= Non-conforming mortgage =

A non-conforming mortgage is a term in the United States for a residential mortgage that does not conform to the loan purchasing guidelines set by the Federal National Mortgage Association /Federal Home Loan Mortgage Corporation (Fannie Mae and Freddie Mac). Mortgages which are non-conforming because they have a dollar amount over the purchasing limit set by FNMA/FHLMC are often called "jumbo" mortgages. Mortgages which are non-conforming because they do not meet FNMA/FHLMC underwriting guidelines (such as credit quality or loan-to-value ratio) are sometimes mistakenly called "subprime" mortgages. Non-conforming loans must remain in a lender's portfolio, or be sold to other companies who purchase non-conforming loans, or be securitized, with the securities being sold to investors seeking non-conforming mortgage-backed securities. Consequently, a premium is paid by those obtaining non-conforming mortgages, generally .25 or .5 points more than the same loan would cost if it were conforming. The loan amount is adjusted every few years depending upon the average sales price of homes in the U.S.

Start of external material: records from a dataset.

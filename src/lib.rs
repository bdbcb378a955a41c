//! beamline: disk-resident approximate nearest neighbor search.
//!
//! Answers k-nearest-neighbor queries over vector collections too large for
//! RAM. The index is a flat Vamana graph laid out in 4 KiB sectors on disk;
//! search walks it best-first, scoring candidates cheaply from resident
//! product-quantization codes and overlapping sector reads with CPU work.
//!
//! # Architecture
//!
//! | Piece | Module | Role |
//! |-------|--------|------|
//! | Aligned reader | [`io`] | batched sector-granular positional reads |
//! | PQ tables | [`pq`] | query-conditioned chunk distance lookup |
//! | Layout decode | [`layout`] | id -> sector -> (coords, neighbors) |
//! | Scratch pool | [`scratch`] | per-thread reusable query state |
//! | Node cache | [`cache`] | warm set skipping I/O for hot nodes |
//! | Partitioned graph | [`partition`] | adjacency split from coordinates |
//! | Embedding client | [`embedding`] | exact vectors from a remote service |
//! | Beam search | [`index`] | the engine tying the above together |
//!
//! # Usage
//!
//! ```ignore
//! use beamline::{DiskIndex, Metric, OpenParams, SearchOptions};
//!
//! let index: DiskIndex<f32> = DiskIndex::open(OpenParams {
//!     metric: Metric::L2,
//!     index_prefix: "/data/wiki".into(),
//!     num_threads: 8,
//!     ..Default::default()
//! })?;
//!
//! let hits = index.search(&query, 10, 100, 4, &SearchOptions::default())?;
//! ```
//!
//! The graph and compressed codes are read-only once loaded; queries run
//! concurrently, each single-threaded, each on a scratch slot checked out of
//! a fixed pool.

pub mod cache;
pub mod defaults;
pub mod distance;
pub mod embedding;
pub mod error;
pub mod index;
pub mod io;
pub mod labels;
pub mod layout;
pub mod partition;
pub mod pq;
pub mod scratch;
pub mod stats;

pub use distance::{Element, Metric};
pub use error::{Result, SearchError};
pub use index::{
    CacheWarmup, DiskIndex, OpenParams, RangeSearchParams, SearchOptions,
};
pub use stats::QueryStats;
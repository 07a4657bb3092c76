use std::io::{self, BufRead, Write};

use super::{ScriptedMoves, TerminalDisplay};
use crate::BoardDisplay;
use crate::evaluator::GameStatus;
use crate::game_logic::GameEngine;

/// Clears the screen and moves cursor to top-left.
#[inline]
fn clear_screen() {
    print!("\x1B[2J\x1B[H");
}

/// Runs an interactive terminal game on stdin/stdout.
///
/// Each input line is either a command or a move script such as `e2e4`.
pub fn run_interactive_terminal() {
    let mut engine = GameEngine::new();
    let mut display = TerminalDisplay::new();
    let mut moves = ScriptedMoves::new();

    clear_screen();
    draw_interface(&mut display, &mut engine);

    let stdin = io::stdin();
    loop {
        print!("> ");
        if let Err(e) = io::stdout().flush() {
            log::error!("failed to flush stdout: {e}");
            break;
        }

        let mut input = String::new();
        match stdin.lock().read_line(&mut input) {
            Ok(0) => break,
            Ok(_) => {}
            Err(e) => {
                log::error!("failed to read input: {e}");
                break;
            }
        }

        match input.trim() {
            "" => continue,
            "q" => break,
            "r" => {
                engine = GameEngine::new();
                clear_screen();
                draw_interface(&mut display, &mut engine);
                println!("\nReset to initial position");
            }
            "p" => {
                clear_screen();
                draw_interface(&mut display, &mut engine);
            }
            script => {
                if let Err(e) = moves.push_script(script) {
                    println!("Invalid input: {e}");
                    continue;
                }
                let Ok(accepted) = engine.play_from(&mut moves);
                clear_screen();
                let status = draw_interface(&mut display, &mut engine);
                if accepted == 0 {
                    println!("\nIllegal move");
                }
                if status.is_some_and(GameStatus::is_terminal) {
                    println!("\nGame over. Press r to play again.");
                }
            }
        }
    }
}

/// Draws help text and the board, returning the status of the side to move.
fn draw_interface(display: &mut TerminalDisplay, engine: &mut GameEngine) -> Option<GameStatus> {
    println!("Chess Rules Engine");
    println!();
    println!("Commands: <from><to> (e.g. e2e4) | r (reset) | p (refresh) | q (quit)");
    println!();

    let turn = engine.turn();
    let status = match engine.query_game_status(turn) {
        Ok(status) => status,
        Err(e) => {
            log::error!("cannot evaluate position: {e}");
            return None;
        }
    };
    if let Err(e) = display.show(&engine.renderable_state(), turn, status) {
        log::error!("failed to draw board: {e}");
    }
    Some(status)
}
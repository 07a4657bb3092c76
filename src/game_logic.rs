use crate::MoveSource;
use crate::board::Board;
use crate::evaluator::{self, EvaluationError, GameStatus};
use crate::piece::{Color, Piece, Role};
use crate::square::{BOARD_SIZE, Square};

/// Read-only snapshot of the board for renderers, indexed `[rank][file]`.
pub type RenderableBoard = [[Option<(Role, Color)>; BOARD_SIZE]; BOARD_SIZE];

/// Game driver owning the board and the side to move.
///
/// This is the only mutation entry point offered to input layers.
#[derive(Clone, PartialEq, Eq)]
pub struct GameEngine {
    board: Board,
    turn: Color,
}

impl GameEngine {
    /// Starting position, White to move.
    #[inline]
    pub fn new() -> Self {
        Self::from_board(Board::new(), Color::White)
    }

    /// Creates a GameEngine from an existing position.
    pub fn from_board(board: Board, turn: Color) -> Self {
        Self { board, turn }
    }

    /// Side to move.
    #[inline]
    pub fn turn(&self) -> Color {
        self.turn
    }

    #[inline]
    pub fn board(&self) -> &Board {
        &self.board
    }

    /// Get the piece at a given square, if any
    #[inline]
    pub fn piece_at(&self, square: Square) -> Option<Piece> {
        self.board.piece_at(square)
    }

    /// Plays `start` to `end` for the side to move.
    ///
    /// Rejects moves of the wrong color, moves the piece's rule forbids and
    /// moves that leave the mover's king attacked. Rejected moves change nothing.
    pub fn request_move(&mut self, start: Square, end: Square) -> bool {
        let mover = self.turn;
        match self.board.piece_at(start) {
            None => {
                log::debug!("rejected {start}{end}: no piece on {start}");
                return false;
            }
            Some(piece) if piece.color != mover => {
                log::debug!("rejected {start}{end}: {piece} is not {mover}'s to move");
                return false;
            }
            Some(_) => {}
        }

        match self
            .board
            .trial(start, end, |after| evaluator::is_in_check(after, mover))
        {
            None => {
                log::debug!("rejected {start}{end}: illegal for the piece");
                false
            }
            Some(Ok(true)) => {
                log::debug!("rejected {start}{end}: leaves the {mover} king in check");
                false
            }
            Some(Err(err)) => {
                log::error!("rejected {start}{end}: {err}");
                false
            }
            Some(Ok(false)) => {
                let applied = self.board.move_piece(start, end);
                debug_assert!(applied, "trialled move must apply");
                self.turn = !mover;
                log::info!("{mover} played {start}{end}");
                applied
            }
        }
    }

    /// Evaluates the position of `color`: normal, check, checkmate or stalemate.
    ///
    /// Takes `&mut self` because the move search applies and reverts trial
    /// moves on the board; the position is unchanged on return.
    pub fn query_game_status(&mut self, color: Color) -> Result<GameStatus, EvaluationError> {
        let status = evaluator::game_status(&mut self.board, color)?;
        if status.is_terminal() {
            log::info!("{color} is in {status:?}");
        }
        Ok(status)
    }

    /// Copy of the grid with piece roles and colors only.
    pub fn renderable_state(&self) -> RenderableBoard {
        let mut grid: RenderableBoard = [[None; BOARD_SIZE]; BOARD_SIZE];
        for (square, piece) in self.board.pieces() {
            let (rank, file) = (square.rank() as usize, square.file() as usize);
            grid[rank][file] = Some((piece.role(), piece.color));
        }
        grid
    }

    /// Requests every move the source yields until it runs dry.
    ///
    /// Returns how many moves were accepted.
    pub fn play_from<S: MoveSource>(&mut self, source: &mut S) -> Result<usize, S::Error> {
        let mut accepted = 0;
        while let Some((start, end)) = source.next_move()? {
            if self.request_move(start, end) {
                accepted += 1;
            }
        }
        Ok(accepted)
    }
}

impl Default for GameEngine {
    fn default() -> Self {
        Self::new()
    }
}

impl std::fmt::Debug for GameEngine {
    fn fmt(&self, f: &mut std::fmt::Formatter<'_>) -> std::fmt::Result {
        f.debug_struct("GameEngine")
            .field("turn", &self.turn)
            .field("board", &format_args!("\n{}\n", self.board))
            .field("en_passant_target", &self.board.en_passant_target())
            .finish()
    }
}
impl Board {
    /// Standard starting position.
    pub fn new() -> Self {
        let mut board = Self::empty();
        for (file, role) in BACK_RANK.iter().enumerate() {
            board.cells[Color::Black.back_rank() as usize][file] =
                Some(Piece::new(*role, Color::Black));
            board.cells[Color::Black.pawn_rank() as usize][file] =
                Some(Piece::new(Role::Pawn, Color::Black));
            board.cells[Color::White.pawn_rank() as usize][file] =
                Some(Piece::new(Role::Pawn, Color::White));
            board.cells[Color::White.back_rank() as usize][file] =
                Some(Piece::new(*role, Color::White));
        }
        board
    }

    /// Board with no pieces, for setting up positions.
    pub const fn empty() -> Self {
        Self {
            cells: [[None; BOARD_SIZE]; BOARD_SIZE],
            en_passant_target: None,
        }
    }

    #[inline]
    pub fn piece_at(&self, square: Square) -> Option<Piece> {
        let (rank, file) = square.index();
        self.cells[rank][file]
    }

    /// Puts `piece` on `square` without any rule checks, returning the previous occupant.
    pub fn place(&mut self, square: Square, piece: Option<Piece>) -> Option<Piece> {
        let (rank, file) = square.index();
        std::mem::replace(&mut self.cells[rank][file], piece)
    }

    #[inline]
    pub fn en_passant_target(&self) -> Option<Square> {
        self.en_passant_target
    }

    /// Overrides the en-passant target, for setting up positions.
    pub fn set_en_passant_target(&mut self, target: Option<Square>) {
        self.en_passant_target = target;
    }

    /// All occupied squares with their pieces.
    pub fn pieces(&self) -> impl Iterator<Item = (Square, Piece)> + '_ {
        Square::all().filter_map(|square| self.piece_at(square).map(|piece| (square, piece)))
    }

    pub fn pieces_of(&self, color: Color) -> impl Iterator<Item = (Square, Piece)> + '_ {
        self.pieces().filter(move |(_, piece)| piece.color == color)
    }

    /// Square of the king of `color`, if it is on the board.
    pub fn king_square(&self, color: Color) -> Option<Square> {
        self.pieces_of(color)
            .find(|(_, piece)| piece.is_role(Role::King))
            .map(|(square, _)| square)
    }

    /// Moves the piece on `start` to `end` if its movement rule allows it.
    ///
    /// Returns false and leaves the board untouched when `start` is empty or
    /// the move is illegal for the piece. King safety is not checked.
    pub fn move_piece(&mut self, start: Square, end: Square) -> bool {
        self.apply(start, end).is_some()
    }

    /// Applies a validated move like [`Board::move_piece`], returning the record
    /// needed to revert it.
    ///
    /// Besides relocating the piece this removes a pawn captured en passant,
    /// moves the rook when castling, promotes a pawn reaching the far rank to
    /// a queen and refreshes the en-passant target.
    pub fn apply(&mut self, start: Square, end: Square) -> Option<MoveUndo> {
        let piece = self.piece_at(start)?;
        if !piece.is_valid_move(start, end, self) {
            return None;
        }

        let mut undo = MoveUndo {
            cells: Vec::with_capacity(4),
            en_passant_target: self.en_passant_target,
        };

        let is_pawn = piece.is_role(Role::Pawn);
        if is_pawn
            && start.file() != end.file()
            && self.en_passant_target == Some(end)
            && let Ok(passed) = Square::new(end.file(), start.rank())
        {
            self.set(passed, None, &mut undo);
        }

        if piece.is_role(Role::King)
            && (end.file() - start.file()).abs() > 1
            && let Some((rook_from, rook_to)) = rules::castling_rook_move(start, end)
        {
            let rook = self.set(rook_from, None, &mut undo);
            self.set(rook_to, rook.map(Piece::moved), &mut undo);
        }

        let landed = if is_pawn && end.rank() == piece.color.promotion_rank() {
            Piece::new(Role::Queen, piece.color)
        } else {
            piece.moved()
        };
        self.set(start, None, &mut undo);
        self.set(end, Some(landed), &mut undo);

        self.en_passant_target = if is_pawn && (end.rank() - start.rank()).abs() == 2 {
            end.offset(0, -piece.color.forward())
        } else {
            None
        };

        Some(undo)
    }

    /// Reverts a move applied by [`Board::apply`]. Must be called before any
    /// later move is applied.
    pub fn undo(&mut self, undo: MoveUndo) {
        for (square, previous) in undo.cells.into_iter().rev() {
            self.place(square, previous);
        }
        self.en_passant_target = undo.en_passant_target;
    }

    /// Applies a move, lets `inspect` look at the resulting position, then
    /// restores the board.
    ///
    /// Returns `None` without calling `inspect` if the move is illegal.
    pub fn trial<R>(
        &mut self,
        start: Square,
        end: Square,
        inspect: impl FnOnce(&Board) -> R,
    ) -> Option<R> {
        let undo = self.apply(start, end)?;
        log::trace!("trial {start}{end}");
        let result = inspect(self);
        self.undo(undo);
        Some(result)
    }

    /// Writes a cell and records its previous occupant.
    fn set(
        &mut self,
        square: Square,
        piece: Option<Piece>,
        undo: &mut MoveUndo,
    ) -> Option<Piece> {
        let previous = self.place(square, piece);
        undo.cells.push((square, previous));
        previous
    }
}

impl Default for Board {
    fn default() -> Self {
        Self::new()
    }
}
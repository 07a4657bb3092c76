use crate::board::Board;
use crate::piece::{Color, Piece, PieceKind, Role};
use crate::square::Square;

/// File the king starts on.
const KING_FILE: i32 = 4;

impl Piece {
    /// Whether moving this piece from `start` to `end` obeys its movement rule.
    ///
    /// Pure: reads the board and never touches it. King safety after the
    /// move is not considered here. Castling is accepted for the king, but
    /// the rook relocation is left to [`Board::move_piece`].
    pub fn is_valid_move(&self, start: Square, end: Square, board: &Board) -> bool {
        if start == end {
            return false;
        }
        let d_file = end.file() - start.file();
        let d_rank = end.rank() - start.rank();

        match self.kind {
            PieceKind::Pawn => is_valid_pawn_move(self.color, start, end, board),
            PieceKind::Knight => is_knight_jump(d_file, d_rank) && can_land(self.color, end, board),
            PieceKind::Bishop => {
                is_diagonal(d_file, d_rank)
                    && is_path_clear(start, end, board)
                    && can_land(self.color, end, board)
            }
            PieceKind::Rook { .. } => {
                is_straight(d_file, d_rank)
                    && is_path_clear(start, end, board)
                    && can_land(self.color, end, board)
            }
            PieceKind::Queen => {
                (is_diagonal(d_file, d_rank) || is_straight(d_file, d_rank))
                    && is_path_clear(start, end, board)
                    && can_land(self.color, end, board)
            }
            PieceKind::King { has_moved } => {
                (is_adjacent(d_file, d_rank) && can_land(self.color, end, board))
                    || (!has_moved && can_castle(self.color, start, end, board))
            }
        }
    }

    /// Whether this piece, standing on `from`, attacks `target`.
    ///
    /// Same geometry as [`Piece::is_valid_move`] without the landing rule:
    /// pawns attack diagonally forward only and kings never attack by castling.
    /// On a square holding an opposing piece both relations agree.
    pub fn attacks(&self, from: Square, target: Square, board: &Board) -> bool {
        if from == target {
            return false;
        }
        let d_file = target.file() - from.file();
        let d_rank = target.rank() - from.rank();

        match self.kind {
            PieceKind::Pawn => d_file.abs() == 1 && d_rank == self.color.forward(),
            PieceKind::Knight => is_knight_jump(d_file, d_rank),
            PieceKind::Bishop => is_diagonal(d_file, d_rank) && is_path_clear(from, target, board),
            PieceKind::Rook { .. } => {
                is_straight(d_file, d_rank) && is_path_clear(from, target, board)
            }
            PieceKind::Queen => {
                (is_diagonal(d_file, d_rank) || is_straight(d_file, d_rank))
                    && is_path_clear(from, target, board)
            }
            PieceKind::King { .. } => is_adjacent(d_file, d_rank),
        }
    }
}

/// Whether any piece of color `by` attacks `square`.
pub fn is_square_attacked(square: Square, by: Color, board: &Board) -> bool {
    board
        .pieces_of(by)
        .any(|(from, piece)| piece.attacks(from, square, board))
}

/// Rook relocation `(from, to)` implied by a castling king move.
///
/// Kingside the king moves two files toward the h-rook, which lands on the
/// f-file. Queenside the king moves three files toward the a-rook, which
/// lands on the d-file. Returns `None` for any other king displacement.
pub fn castling_rook_move(start: Square, end: Square) -> Option<(Square, Square)> {
    if start.file() != KING_FILE || start.rank() != end.rank() {
        return None;
    }
    match end.file() - start.file() {
        2 => Some((start.offset(3, 0)?, start.offset(1, 0)?)),
        -3 => Some((start.offset(-4, 0)?, start.offset(-1, 0)?)),
        _ => None,
    }
}

fn is_valid_pawn_move(color: Color, start: Square, end: Square, board: &Board) -> bool {
    let forward = color.forward();
    let d_file = end.file() - start.file();
    let d_rank = end.rank() - start.rank();

    if d_file == 0 {
        if d_rank == forward {
            return board.piece_at(end).is_none();
        }
        if d_rank == 2 * forward && start.rank() == color.pawn_rank() {
            let passed = start.offset(0, forward);
            return passed.is_some_and(|sq| board.piece_at(sq).is_none())
                && board.piece_at(end).is_none();
        }
        return false;
    }

    if d_file.abs() != 1 || d_rank != forward {
        return false;
    }
    match board.piece_at(end) {
        Some(target) => target.color != color,
        None => is_en_passant_capture(color, start, end, board),
    }
}

/// Diagonal step onto the en-passant target, past an opposing pawn beside `start`.
fn is_en_passant_capture(color: Color, start: Square, end: Square, board: &Board) -> bool {
    if board.en_passant_target() != Some(end) {
        return false;
    }
    Square::new(end.file(), start.rank())
        .ok()
        .and_then(|passed| board.piece_at(passed))
        .is_some_and(|passed| passed.color != color && passed.is_role(Role::Pawn))
}

fn can_castle(color: Color, start: Square, end: Square, board: &Board) -> bool {
    if start.rank() != color.back_rank() {
        return false;
    }
    let Some((rook_square, _)) = castling_rook_move(start, end) else {
        return false;
    };
    let rook_ready = board.piece_at(rook_square).is_some_and(|rook| {
        rook.color == color && rook.kind == PieceKind::Rook { has_moved: false }
    });
    if !rook_ready || !is_path_clear(start, rook_square, board) {
        return false;
    }

    // The king may not leave, cross or land on an attacked square.
    let step = (end.file() - start.file()).signum();
    let mut file = start.file();
    loop {
        let Ok(transit) = Square::new(file, start.rank()) else {
            return false;
        };
        if is_square_attacked(transit, color.other(), board) {
            return false;
        }
        if file == end.file() {
            return true;
        }
        file += step;
    }
}

/// Every square strictly between `start` and `end` is empty.
///
/// Walks by unit steps along the line joining them; callers ensure the two
/// squares share a rank, file or diagonal.
fn is_path_clear(start: Square, end: Square, board: &Board) -> bool {
    let step_file = (end.file() - start.file()).signum();
    let step_rank = (end.rank() - start.rank()).signum();

    let mut current = start;
    loop {
        let Some(next) = current.offset(step_file, step_rank) else {
            return false;
        };
        if next == end {
            return true;
        }
        if board.piece_at(next).is_some() {
            return false;
        }
        current = next;
    }
}

/// Destination is empty or holds an opposing piece.
#[inline]
fn can_land(color: Color, end: Square, board: &Board) -> bool {
    board.piece_at(end).is_none_or(|occupant| occupant.color != color)
}

#[inline]
fn is_knight_jump(d_file: i32, d_rank: i32) -> bool {
    matches!((d_file.abs(), d_rank.abs()), (1, 2) | (2, 1))
}

#[inline]
fn is_diagonal(d_file: i32, d_rank: i32) -> bool {
    d_file.abs() == d_rank.abs() && d_file != 0
}

#[inline]
fn is_straight(d_file: i32, d_rank: i32) -> bool {
    (d_file == 0) != (d_rank == 0)
}

#[inline]
fn is_adjacent(d_file: i32, d_rank: i32) -> bool {
    d_file.abs() <= 1 && d_rank.abs() <= 1 && (d_file, d_rank) != (0, 0)
}
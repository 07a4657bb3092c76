mod display;
mod script;
mod terminal;

pub use display::{DisplayError, TerminalDisplay};
pub use script::{ParseError, ScriptedMoves};
pub use terminal::run_interactive_terminal;
use chess_rules_engine::mock;

fn main() {
    env_logger::init();
    log::info!("Chess Rules Engine - terminal");
    mock::run_interactive_terminal();
}
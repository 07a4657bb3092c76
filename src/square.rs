use std::fmt;
use std::str::FromStr;

use thiserror::Error;

/// Board width and height.
pub const BOARD_SIZE: usize = 8;

/// Errors produced when building or parsing a [`Square`].
#[derive(Debug, Clone, Error, PartialEq, Eq)]
pub enum SquareError {
    /// Coordinates outside `0..8` on either axis.
    #[error("square ({file}, {rank}) is off the board")]
    OutOfBounds { file: i32, rank: i32 },

    /// Text that is not a square name such as `e2`.
    #[error("invalid square name: '{0}'")]
    InvalidName(String),
}

/// A board coordinate.
///
/// `file` 0 is the a-file. `rank` 0 is Black's back rank (the eighth rank
/// in square names), so White pawns advance toward decreasing rank.
#[derive(Debug, Clone, Copy, PartialEq, Eq, Hash, PartialOrd, Ord)]
pub struct Square {
    file: u8,
    rank: u8,
}

impl Square {
    /// Creates a square, rejecting coordinates off the board.
    pub fn new(file: i32, rank: i32) -> Result<Self, SquareError> {
        if (0..BOARD_SIZE as i32).contains(&file) && (0..BOARD_SIZE as i32).contains(&rank) {
            Ok(Self {
                file: file as u8,
                rank: rank as u8,
            })
        } else {
            Err(SquareError::OutOfBounds { file, rank })
        }
    }

    #[inline]
    pub const fn file(self) -> i32 {
        self.file as i32
    }

    #[inline]
    pub const fn rank(self) -> i32 {
        self.rank as i32
    }

    /// Square shifted by the given offsets, or `None` when it leaves the board.
    #[inline]
    pub fn offset(self, d_file: i32, d_rank: i32) -> Option<Self> {
        Self::new(self.file() + d_file, self.rank() + d_rank).ok()
    }

    /// All 64 squares, rank by rank starting from rank 0.
    pub fn all() -> impl Iterator<Item = Square> {
        (0..BOARD_SIZE as u8)
            .flat_map(|rank| (0..BOARD_SIZE as u8).map(move |file| Square { file, rank }))
    }

    #[inline]
    pub(crate) const fn index(self) -> (usize, usize) {
        (self.rank as usize, self.file as usize)
    }
}

impl fmt::Display for Square {
    fn fmt(&self, f: &mut fmt::Formatter<'_>) -> fmt::Result {
        let file = (b'a' + self.file) as char;
        let rank = BOARD_SIZE as u8 - self.rank;
        write!(f, "{file}{rank}")
    }
}

impl FromStr for Square {
    type Err = SquareError;

    fn from_str(s: &str) -> Result<Self, Self::Err> {
        let invalid = || SquareError::InvalidName(s.to_string());
        let bytes = s.as_bytes();
        if bytes.len() != 2 {
            return Err(invalid());
        }
        let file = bytes[0].to_ascii_lowercase();
        let rank = bytes[1];
        if !(b'a'..=b'h').contains(&file) || !(b'1'..=b'8').contains(&rank) {
            return Err(invalid());
        }
        Self::new(
            i32::from(file - b'a'),
            BOARD_SIZE as i32 - i32::from(rank - b'0'),
        )
    }
}
use std::io::{self, Write};

use crate::BoardDisplay;
use crate::evaluator::GameStatus;
use crate::game_logic::RenderableBoard;
use crate::piece::{Color, Role};
use crate::square::BOARD_SIZE;

/// Terminal-based board display for development and testing.
///
/// Renders a [`RenderableBoard`] as an 8×8 grid with ANSI colors,
/// highlighting the king of the side to move while it is in check.
#[derive(Debug, Default)]
pub struct TerminalDisplay;

impl TerminalDisplay {
    /// Create a new terminal display.
    pub fn new() -> Self {
        Self
    }
}

/// Error type for terminal display operations.
#[derive(Debug, thiserror::Error)]
pub enum DisplayError {
    #[error("failed to write to terminal: {0}")]
    Io(#[from] io::Error),
}

impl BoardDisplay for TerminalDisplay {
    type Error = DisplayError;

    fn show(
        &mut self,
        board: &RenderableBoard,
        turn: Color,
        status: GameStatus,
    ) -> Result<(), Self::Error> {
        render_board(&mut io::stdout(), board, turn, status)
    }
}

/// Render the board to any writer. Extracted for testability.
fn render_board(
    w: &mut impl Write,
    board: &RenderableBoard,
    turn: Color,
    status: GameStatus,
) -> Result<(), DisplayError> {
    let king_in_check = matches!(status, GameStatus::Check | GameStatus::Checkmate);

    for (rank, row) in board.iter().enumerate() {
        write!(w, " {} ", BOARD_SIZE - rank)?;
        for cell in row {
            let highlight = king_in_check && *cell == Some((Role::King, turn));
            write!(w, "{}", format_square(*cell, highlight))?;
        }
        writeln!(w)?;
    }
    writeln!(w, "    a  b  c  d  e  f  g  h")?;
    writeln!(w, "{}", status_line(turn, status))?;
    w.flush()?;
    Ok(())
}

/// Map an occupant to a cell string, with a magenta background for a king in check.
fn format_square(cell: Option<(Role, Color)>, highlight: bool) -> String {
    let symbol = match cell {
        Some((role, color)) => role.char(color),
        None => '·',
    };
    if highlight {
        format!("\x1b[45m {symbol} \x1b[0m")
    } else {
        format!(" {symbol} ")
    }
}

fn status_line(turn: Color, status: GameStatus) -> String {
    match status {
        GameStatus::Normal => format!("{turn} to move"),
        GameStatus::Check => format!("{turn} to move, in check"),
        GameStatus::Checkmate => format!("checkmate, {} wins", turn.other()),
        GameStatus::Stalemate => format!("stalemate, {turn} has no legal move"),
    }
}
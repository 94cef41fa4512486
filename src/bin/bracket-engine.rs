use std::time::Duration;

use arena::bracket::{Bracket, TickOutcome};
use arena::config::BracketConfig;
use arena::db::Database;
use arena::{admin, metrics};

#[tokio::main]
async fn main() -> std::process::ExitCode {
    tracing_subscriber::fmt::init();
    metrics::register_metrics();

    let config = BracketConfig::load();

    let db = match Database::new(&config.endpoints.database_url).await {
        Ok(db) => db,
        Err(e) => {
            tracing::error!(error = %e, "failed to initialize database");
            return std::process::ExitCode::FAILURE;
        }
    };

    admin::serve(config.admin_port).await;

    let eligible = match db.list_latest_eligible_submissions().await {
        Ok(subs) => subs,
        Err(e) => {
            tracing::error!(error = %e, "failed to load eligible submissions");
            return std::process::ExitCode::FAILURE;
        }
    };
    let ids: Vec<i64> = eligible.iter().map(|s| s.id).collect();

    tracing::info!(entrants = ids.len(), n_elimination = config.n_elimination, best_of = config.best_of, "bracket-engine starting");
    let mut bracket = Bracket::generate_initial_pairing(&ids, config.n_elimination, config.best_of);

    loop {
        let outcome = tokio::select! {
            outcome = tick(&mut bracket, &db, &config) => outcome,
            _ = tokio::signal::ctrl_c() => {
                tracing::warn!("interrupt received, writing final graph and exiting");
                write_dot(&bracket, &config).await;
                return std::process::ExitCode::SUCCESS;
            }
        };

        metrics::BRACKET_NODES_TOTAL.set(bracket.nodes.len() as i64);
        let decided = bracket.nodes.iter().filter(|n| n.winner.is_some() && n.loser.is_some()).count();
        metrics::BRACKET_DECIDED_TOTAL.set(decided as i64);

        if let TickOutcome::Complete { .. } = outcome {
            return std::process::ExitCode::SUCCESS;
        }

        tokio::select! {
            _ = tokio::time::sleep(Duration::from_secs(config.refresh_seconds)) => {}
            _ = tokio::signal::ctrl_c() => {
                tracing::warn!("interrupt received, writing final graph and exiting");
                write_dot(&bracket, &config).await;
                return std::process::ExitCode::SUCCESS;
            }
        }
    }
}

async fn tick(bracket: &mut Bracket, db: &Database, config: &BracketConfig) -> TickOutcome {
    if let Err(e) = bracket.refresh_game_statuses(db).await {
        tracing::error!(error = %e, "failed to refresh game statuses");
        return TickOutcome::InProgress;
    }

    if let Err(e) = bracket.declare_and_propagate_winners() {
        tracing::error!(error = %e, "failed to declare winners");
        return TickOutcome::InProgress;
    }

    let outcome = bracket.grow();
    match &outcome {
        TickOutcome::InProgress => {}
        TickOutcome::Complete { node, champion } => {
            tracing::info!(node = *node, champion = ?champion, "tournament complete");
            write_dot(bracket, config).await;
        }
        TickOutcome::Starvation { node } => {
            tracing::error!(node = *node, "bracket starved: no pending matches and no available players");
            write_dot(bracket, config).await;
        }
    }

    let now = now_unix();
    match bracket.enqueue_needed_games(db, config.reuse_old_games, now).await {
        Ok(created) if created > 0 => tracing::info!(created, "enqueued new games"),
        Ok(_) => {}
        Err(e) => tracing::error!(error = %e, "failed to enqueue needed games"),
    }

    outcome
}

async fn write_dot(bracket: &Bracket, config: &BracketConfig) {
    let dot = bracket.to_dot();
    println!("{dot}");
    if let Err(e) = tokio::fs::write(&config.output_file, &dot).await {
        tracing::error!(error = %e, path = %config.output_file.display(), "failed to write bracket graph");
    }
}

fn now_unix() -> i64 {
    chrono::Utc::now().timestamp()
}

== History of conforming loan limits ==

With passage of the economic stimulus package in 2008, Fannie Mae and Freddie Mac were temporarily authorized to purchase loans in high-cost areas, up to 125% of the area's median home price, not to exceed $729,750, except in Alaska, Hawaii, Guam, and the US Virgin Islands, where higher limits may apply.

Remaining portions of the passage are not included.